O presidente da Assembleia Legislativa de Mato Grosso (ALMT), deputado estadual Eduardo Botelho (União Brasil), afirma que as autoridades policiais devem investigar denúncias sobre a ligação de políticos com a facção criminosa Comando Vermelho (CV). Além disso, pondera que fotos ao lado de criminosos não devem ser usadas como base para julgar políticos.
Tchélo Figueiredo
Botelho também pontuou que o prefeito eleito de Cuiabá, Abilio Brunini (PL), que denunciou suposta ligação de vereadores da Capital com o CV, deve apresentar provas. A denúncia ainda inclui possível interferência da facção criminosa nas eleições da Mesa Diretora.
Sobre fotos de políticos ao lado de faccionados, que vieram à público recentemente, Botelho argumentou que na época de campanha eleitoral é difícil “filtrar” quem é bandido ou não. Isso porque, diversas pessoas pedem para tirar fotos com os candidatos todos os dias.
“Eu acho que tem quem tem que investigar isso é a polícia. Segundo o governador me falou ontem, a polícia já está investigando. Inclusive, ele pediu para o Abilio apresentar [provas]. Ele fez a denúncia, quem denuncia tem que apresentar”, disse Botelho, nesta quarta-feira (13).

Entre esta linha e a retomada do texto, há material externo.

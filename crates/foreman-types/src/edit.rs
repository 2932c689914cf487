//! Replicated status edits.
//!
//! A [`StatusEdit`] is the unit of replication: a typed record describing a
//! single atomic mutation of broker status. The leader serializes edits into
//! the log, which assigns each a [`SequenceNumber`]; every replica applies
//! the same edits in the same order and converges to identical state.
//!
//! Edit kinds:
//! - [`AddTask`](StatusEdit::AddTask) - client submission accepted
//! - [`AssignTaskToWorker`](StatusEdit::AssignTaskToWorker) - task dispatched
//! - [`TaskStatusChange`](StatusEdit::TaskStatusChange) - outcome, retry, or expiry
//! - [`WorkerConnected`](StatusEdit::WorkerConnected) - worker announced itself
//! - [`WorkerDisconnected`](StatusEdit::WorkerDisconnected) - transport lost
//! - [`WorkerDied`](StatusEdit::WorkerDied) - worker declared dead

use serde::{Deserialize, Serialize};

use crate::{TaskId, TaskStatus, Timestamp};

/// A single atomic mutation of broker status, replicated through the log.
///
/// Every field that depends on the wall clock is stamped at construction
/// time on the leader and carried in the edit, so replay is deterministic.
#[derive(Debug, Clone, PartialEq, Eq, Serialize, Deserialize)]
pub enum StatusEdit {
    /// Accept a new task in `Waiting` state.
    AddTask {
        task_id: TaskId,
        task_type: i32,
        user_id: String,
        parameter: String,
        max_attempts: u32,
        execution_deadline: Option<Timestamp>,
        /// Optional cluster-wide deduplication key.
        slot: Option<String>,
        created_at: Timestamp,
    },

    /// Dispatch a waiting task to a worker.
    AssignTaskToWorker {
        task_id: TaskId,
        worker_id: String,
        /// The dispatch count after this assignment.
        attempt: u32,
    },

    /// Move a task to a new status, recording its result.
    ///
    /// `worker_id`, when present, must match the task's assigned worker;
    /// a mismatch means the status machine and the log have diverged.
    TaskStatusChange {
        task_id: TaskId,
        worker_id: Option<String>,
        status: TaskStatus,
        result: Option<String>,
    },

    /// Record a worker connection (upserts the worker).
    WorkerConnected {
        worker_id: String,
        process_id: String,
        location: String,
        timestamp: Timestamp,
    },

    /// Record a worker disconnection (upserts the worker).
    WorkerDisconnected { worker_id: String, timestamp: Timestamp },

    /// Record a worker death (upserts the worker).
    WorkerDied { worker_id: String, timestamp: Timestamp },
}

impl StatusEdit {
    /// Returns the edit kind as a static name, for logging.
    pub fn kind(&self) -> &'static str {
        match self {
            StatusEdit::AddTask { .. } => "AddTask",
            StatusEdit::AssignTaskToWorker { .. } => "AssignTaskToWorker",
            StatusEdit::TaskStatusChange { .. } => "TaskStatusChange",
            StatusEdit::WorkerConnected { .. } => "WorkerConnected",
            StatusEdit::WorkerDisconnected { .. } => "WorkerDisconnected",
            StatusEdit::WorkerDied { .. } => "WorkerDied",
        }
    }

    /// Returns the slot name for a slot-bearing `AddTask`, if any.
    pub fn slot(&self) -> Option<&str> {
        match self {
            StatusEdit::AddTask { slot, .. } => slot.as_deref(),
            _ => None,
        }
    }
}

#[cfg(test)]
mod tests {
    use super::*;

    #[test]
    fn slot_accessor_only_covers_add_task() {
        let add = StatusEdit::AddTask {
            task_id: TaskId::new(1),
            task_type: 1,
            user_id: "u".to_string(),
            parameter: "p".to_string(),
            max_attempts: 0,
            execution_deadline: None,
            slot: Some("backup".to_string()),
            created_at: Timestamp::new(1),
        };
        assert_eq!(add.slot(), Some("backup"));

        let change = StatusEdit::TaskStatusChange {
            task_id: TaskId::new(1),
            worker_id: None,
            status: TaskStatus::Finished,
            result: None,
        };
        assert_eq!(change.slot(), None);
    }

    #[test]
    fn edits_round_trip_through_json() {
        let edit = StatusEdit::WorkerConnected {
            worker_id: "w1".to_string(),
            process_id: "pid-9".to_string(),
            location: "10.0.0.4:7000".to_string(),
            timestamp: Timestamp::new(42),
        };

        let json = serde_json::to_string(&edit).expect("serialize");
        let back: StatusEdit = serde_json::from_str(&json).expect("deserialize");
        assert_eq!(back, edit);
    }
}
//! Slot arbiter.
//!
//! A slot is an application-supplied string that deduplicates task
//! submissions cluster-wide: at any instant at most one non-terminal task
//! holds a given slot name. The board is consulted on the leader submission
//! path (pre-reservation before the log append) and by the edit applier
//! (re-establishing reservations during replay, releasing them on terminal
//! transitions).
//!
//! The board has its own leaf-level lock, orthogonal to the status store's
//! readers-writer lock. It is never held across another lock or any IO.

use std::collections::HashSet;
use std::sync::Mutex;

/// Set of currently-held slot names.
#[derive(Debug, Default)]
pub struct SlotBoard {
    held: Mutex<HashSet<String>>,
}

impl SlotBoard {
    /// Creates an empty board.
    pub fn new() -> Self {
        Self::default()
    }

    /// Atomically reserves `slot`.
    ///
    /// Returns `true` iff the slot was absent. A `false` return during
    /// replay is benign: the reservation already exists.
    pub fn assign(&self, slot: &str) -> bool {
        self.held
            .lock()
            .expect("slot board lock poisoned")
            .insert(slot.to_string())
    }

    /// Releases `slot`. Idempotent.
    pub fn release(&self, slot: &str) {
        self.held
            .lock()
            .expect("slot board lock poisoned")
            .remove(slot);
    }

    /// Returns true if `slot` is currently reserved.
    pub fn is_held(&self, slot: &str) -> bool {
        self.held
            .lock()
            .expect("slot board lock poisoned")
            .contains(slot)
    }

    /// Number of held slots.
    pub fn held_count(&self) -> usize {
        self.held.lock().expect("slot board lock poisoned").len()
    }
}

#[cfg(test)]
mod tests {
    use super::*;

    #[test]
    fn assign_is_exclusive() {
        let board = SlotBoard::new();
        assert!(board.assign("backup-tenant-1"));
        assert!(!board.assign("backup-tenant-1"));
        assert!(board.assign("backup-tenant-2"));
        assert_eq!(board.held_count(), 2);
    }

    #[test]
    fn release_is_idempotent() {
        let board = SlotBoard::new();
        assert!(board.assign("s"));
        board.release("s");
        board.release("s");
        assert!(!board.is_held("s"));
        assert!(board.assign("s"));
    }

    #[test]
    fn concurrent_assign_admits_exactly_one() {
        use std::sync::Arc;

        let board = Arc::new(SlotBoard::new());
        let mut handles = Vec::new();
        for _ in 0..8 {
            let board = Arc::clone(&board);
            handles.push(std::thread::spawn(move || board.assign("contended")));
        }

        let winners = handles
            .into_iter()
            .map(|h| h.join().expect("thread panicked"))
            .filter(|won| *won)
            .count();
        assert_eq!(winners, 1);
    }
}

Abilio encaminhou documentos relacionados à denúncia para Polícia Federal. O Grupo de Atuação Especial Contra o Crime Organizado (Gaeco), do Ministério Público Estadual (MPE), já abriu investigação preliminar sobre as declarações do prefeito eleito.
O cara está em campanha, anda no bairro, com todo mundo andando com ele, tirando foto. Como vai dizer: não vou tirar foto porque você é de facção? Qual político que está aqui no dia a dia que sabe disso? Não tem como saber quem é, quem pertence [à facção]” completou.
Botelho, que fez campanha este ano para a Prefeitura de Cuiabá, também garantiu que nunca foi impedido de entrar em qualquer bairro por facções. Segundo ele, comícios e caminhadas aconteceram normalmente, sem interferência de criminosos.